====== Supplied entries ======

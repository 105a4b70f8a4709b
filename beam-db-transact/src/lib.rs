//! Transaction coordinator
//!
//! Orchestrates conditional multi-key writes over the log: snapshot the
//! inputs, propose a transaction record, poll each touched key until the
//! outcome is knowable relative to the transaction's log index, then append
//! the commit/abort decision. Resolution order is log order, so overlapping
//! transactions serialize without deadlock.

pub mod coordinator;
pub mod error;

pub use coordinator::{Coordinator, CoordinatorConfig, TxnReceipt};
pub use error::{Result, TxnError};
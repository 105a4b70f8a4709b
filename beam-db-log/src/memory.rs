//! In-memory broker
//!
//! Keeps every partition as an append-only `Vec` and wakes tailers through
//! a per-partition `Notify`. Used for embedded deployments and tests; a
//! production binding implements [`LogBroker`] against a real broker.

use crate::broker::{LogBroker, LogCursor, Offset, Partition};
use crate::error::{LogError, Result};
use crate::route::partition_for_key;
use async_trait::async_trait;
use parking_lot::RwLock;
use std::sync::Arc;
use tokio::sync::Notify;

struct PartitionLog {
    records: RwLock<Vec<Arc<Vec<u8>>>>,
    appended: Notify,
}

/// In-memory [`LogBroker`] with a configurable partition count.
#[derive(Clone)]
pub struct MemoryLog {
    partitions: Arc<Vec<PartitionLog>>,
}

impl MemoryLog {
    /// Create a broker with `partitions` partitions (minimum 1).
    pub fn new(partitions: u32) -> Self {
        let partitions = partitions.max(1);
        let logs = (0..partitions)
            .map(|_| PartitionLog {
                records: RwLock::new(Vec::new()),
                appended: Notify::new(),
            })
            .collect();
        Self {
            partitions: Arc::new(logs),
        }
    }

    fn partition(&self, partition: Partition) -> Result<&PartitionLog> {
        self.partitions
            .get(partition as usize)
            .ok_or(LogError::UnknownPartition(partition))
    }
}

impl std::fmt::Debug for MemoryLog {
    fn fmt(&self, f: &mut std::fmt::Formatter<'_>) -> std::fmt::Result {
        write!(f, "MemoryLog({} partitions)", self.partitions.len())
    }
}

#[async_trait]
impl LogBroker for MemoryLog {
    async fn append(&self, partition_key: &[u8], payload: Vec<u8>) -> Result<(Partition, Offset)> {
        let partition = partition_for_key(partition_key, self.partition_count());
        let log = self.partition(partition)?;
        let offset = {
            let mut records = log.records.write();
            records.push(Arc::new(payload));
            (records.len() - 1) as Offset
        };
        log.appended.notify_waiters();
        tracing::trace!(partition, offset, "appended record");
        Ok((partition, offset))
    }

    async fn tail(&self, partition: Partition, from: Offset) -> Result<Box<dyn LogCursor>> {
        self.partition(partition)?;
        Ok(Box::new(MemoryCursor {
            log: self.clone(),
            partition,
            next: from,
        }))
    }

    async fn end_offset(&self, partition: Partition) -> Result<Offset> {
        Ok(self.partition(partition)?.records.read().len() as Offset)
    }

    fn partition_count(&self) -> u32 {
        self.partitions.len() as u32
    }
}

struct MemoryCursor {
    log: MemoryLog,
    partition: Partition,
    next: Offset,
}

#[async_trait]
impl LogCursor for MemoryCursor {
    async fn next(&mut self) -> Result<(Offset, Vec<u8>)> {
        let log = self
            .log
            .partitions
            .get(self.partition as usize)
            .ok_or(LogError::UnknownPartition(self.partition))?;
        loop {
            // Register for the wake-up before checking, so an append between
            // the check and the await cannot be missed.
            let appended = log.appended.notified();
            {
                let records = log.records.read();
                if (self.next as usize) < records.len() {
                    let offset = self.next;
                    let payload = records[offset as usize].as_ref().clone();
                    self.next += 1;
                    return Ok((offset, payload));
                }
            }
            appended.await;
        }
    }
}
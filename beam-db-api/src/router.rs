//! Key-routed read layer
//!
//! Reads and checks go to the view that owns the key's partition. The
//! router is what the coordinator and the HTTP handlers see; with one
//! partition it degenerates to the single local view.

use async_trait::async_trait;
use beam_db_core::TxIndex;
use beam_db_log::partition_for_key;
use beam_db_view::{
    CheckResult, FactView, Result as ViewResult, VersionedValue, View, ViewError,
};
use std::sync::Arc;

/// Routes per-key reads to the owning partition's view.
pub struct PartitionRouter {
    views: Vec<Arc<View>>,
}

impl PartitionRouter {
    /// Router over one view per partition, indexed by partition id.
    pub fn new(views: Vec<Arc<View>>) -> Self {
        Self { views }
    }

    /// The view owning `key`
    pub fn view_for_key(&self, key: &[u8]) -> ViewResult<&Arc<View>> {
        let partition = partition_for_key(key, self.views.len() as u32);
        self.views
            .get(partition as usize)
            .ok_or_else(|| ViewError::unavailable(format!("no view for partition {partition}")))
    }

    /// All partition views, in partition order
    pub fn views(&self) -> &[Arc<View>] {
        &self.views
    }
}

#[async_trait]
impl FactView for PartitionRouter {
    async fn fetch(&self, key: &[u8]) -> ViewResult<Option<VersionedValue>> {
        self.view_for_key(key)?.fetch_local(key)
    }

    async fn fetch_at(&self, key: &[u8], at: TxIndex) -> ViewResult<Option<VersionedValue>> {
        self.view_for_key(key)?.fetch_at_local(key, at)
    }

    async fn check(
        &self,
        key: &[u8],
        ref_index: TxIndex,
        tx_index: TxIndex,
    ) -> ViewResult<CheckResult> {
        self.view_for_key(key)?.check_local(key, ref_index, tx_index)
    }
}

======

** What to do **
Make an exact copy of the listing, including every line.

** Result for this exercise **
repository 105a4b70f8a4709b
filename beam-db-transact/src/lib.rs
//! Transaction coordinator
//!
//! Orchestrates conditional multi-key writes over the log: snapshot the
//! inputs, propose a transaction record, poll each touched key until the
//! outcome is knowable relative to the transaction's log index, then append
//! the commit/abort decision. Resolution order is log order, so overlapping
//! transactions serialize without deadlock.

pub mod coordinator;
pub mod error;

pub use coordinator::{Coordinator, CoordinatorConfig, TxnReceipt};
pub use error::{Result, TxnError};
repository 105a4b70f8a4709b
filename beam-db-log/src/memory.rs
//! In-memory broker
//!
//! Keeps every partition as an append-only `Vec` and wakes tailers through
//! a per-partition `Notify`. Used for embedded deployments and tests; a
//! production binding implements [`LogBroker`] against a real broker.

use crate::broker::{LogBroker, LogCursor, Offset, Partition};
use crate::error::{LogError, Result};
use crate::route::partition_for_key;
use async_trait::async_trait;
use parking_lot::RwLock;
use std::sync::Arc;
use tokio::sync::Notify;

struct PartitionLog {
    records: RwLock<Vec<Arc<Vec<u8>>>>,
    appended: Notify,
}

/// In-memory [`LogBroker`] with a configurable partition count.
#[derive(Clone)]
pub struct MemoryLog {
    partitions: Arc<Vec<PartitionLog>>,
}

impl MemoryLog {
    /// Create a broker with `partitions` partitions (minimum 1).
    pub fn new(partitions: u32) -> Self {
        let partitions = partitions.max(1);
        let logs = (0..partitions)
            .map(|_| PartitionLog {
                records: RwLock::new(Vec::new()),
                appended: Notify::new(),
            })
            .collect();
        Self {
            partitions: Arc::new(logs),
        }
    }

    fn partition(&self, partition: Partition) -> Result<&PartitionLog> {
        self.partitions
            .get(partition as usize)
            .ok_or(LogError::UnknownPartition(partition))
    }
}

impl std::fmt::Debug for MemoryLog {
    fn fmt(&self, f: &mut std::fmt::Formatter<'_>) -> std::fmt::Result {
        write!(f, "MemoryLog({} partitions)", self.partitions.len())
    }
}

#[async_trait]
impl LogBroker for MemoryLog {
    async fn append(&self, partition_key: &[u8], payload: Vec<u8>) -> Result<(Partition, Offset)> {
        let partition = partition_for_key(partition_key, self.partition_count());
        let log = self.partition(partition)?;
        let offset = {
            let mut records = log.records.write();
            records.push(Arc::new(payload));
            (records.len() - 1) as Offset
        };
        log.appended.notify_waiters();
        tracing::trace!(partition, offset, "appended record");
        Ok((partition, offset))
    }

    async fn tail(&self, partition: Partition, from: Offset) -> Result<Box<dyn LogCursor>> {
        self.partition(partition)?;
        Ok(Box::new(MemoryCursor {
            log: self.clone(),
            partition,
            next: from,
        }))
    }

    async fn end_offset(&self, partition: Partition) -> Result<Offset> {
        Ok(self.partition(partition)?.records.read().len() as Offset)
    }

    fn partition_count(&self) -> u32 {
        self.partitions.len() as u32
    }
}

struct MemoryCursor {
    log: MemoryLog,
    partition: Partition,
    next: Offset,
}

#[async_trait]
impl LogCursor for MemoryCursor {
    async fn next(&mut self) -> Result<(Offset, Vec<u8>)> {
        let log = self
            .log
            .partitions
            .get(self.partition as usize)
            .ok_or(LogError::UnknownPartition(self.partition))?;
        loop {
            // Register for the wake-up before checking, so an append between
            // the check and the await cannot be missed.
            let appended = log.appended.notified();
            {
                let records = log.records.read();
                if (self.next as usize) < records.len() {
                    let offset = self.next;
                    let payload = records[offset as usize].as_ref().clone();
                    self.next += 1;
                    return Ok((offset, payload));
                }
            }
            appended.await;
        }
    }
}
filename beam-db-api/src/router.rs
//! Key-routed read layer
//!
//! Reads and checks go to the view that owns the key's partition. The
//! router is what the coordinator and the HTTP handlers see; with one
//! partition it degenerates to the single local view.

use async_trait::async_trait;
use beam_db_core::TxIndex;
use beam_db_log::partition_for_key;
use beam_db_view::{
    CheckResult, FactView, Result as ViewResult, VersionedValue, View, ViewError,
};
use std::sync::Arc;

/// Routes per-key reads to the owning partition's view.
pub struct PartitionRouter {
    views: Vec<Arc<View>>,
}

impl PartitionRouter {
    /// Router over one view per partition, indexed by partition id.
    pub fn new(views: Vec<Arc<View>>) -> Self {
        Self { views }
    }

    /// The view owning `key`
    pub fn view_for_key(&self, key: &[u8]) -> ViewResult<&Arc<View>> {
        let partition = partition_for_key(key, self.views.len() as u32);
        self.views
            .get(partition as usize)
            .ok_or_else(|| ViewError::unavailable(format!("no view for partition {partition}")))
    }

    /// All partition views, in partition order
    pub fn views(&self) -> &[Arc<View>] {
        &self.views
    }
}

#[async_trait]
impl FactView for PartitionRouter {
    async fn fetch(&self, key: &[u8]) -> ViewResult<Option<VersionedValue>> {
        self.view_for_key(key)?.fetch_local(key)
    }

    async fn fetch_at(&self, key: &[u8], at: TxIndex) -> ViewResult<Option<VersionedValue>> {
        self.view_for_key(key)?.fetch_at_local(key, at)
    }

    async fn check(
        &self,
        key: &[u8],
        ref_index: TxIndex,
        tx_index: TxIndex,
    ) -> ViewResult<CheckResult> {
        self.view_for_key(key)?.check_local(key, ref_index, tx_index)
    }
}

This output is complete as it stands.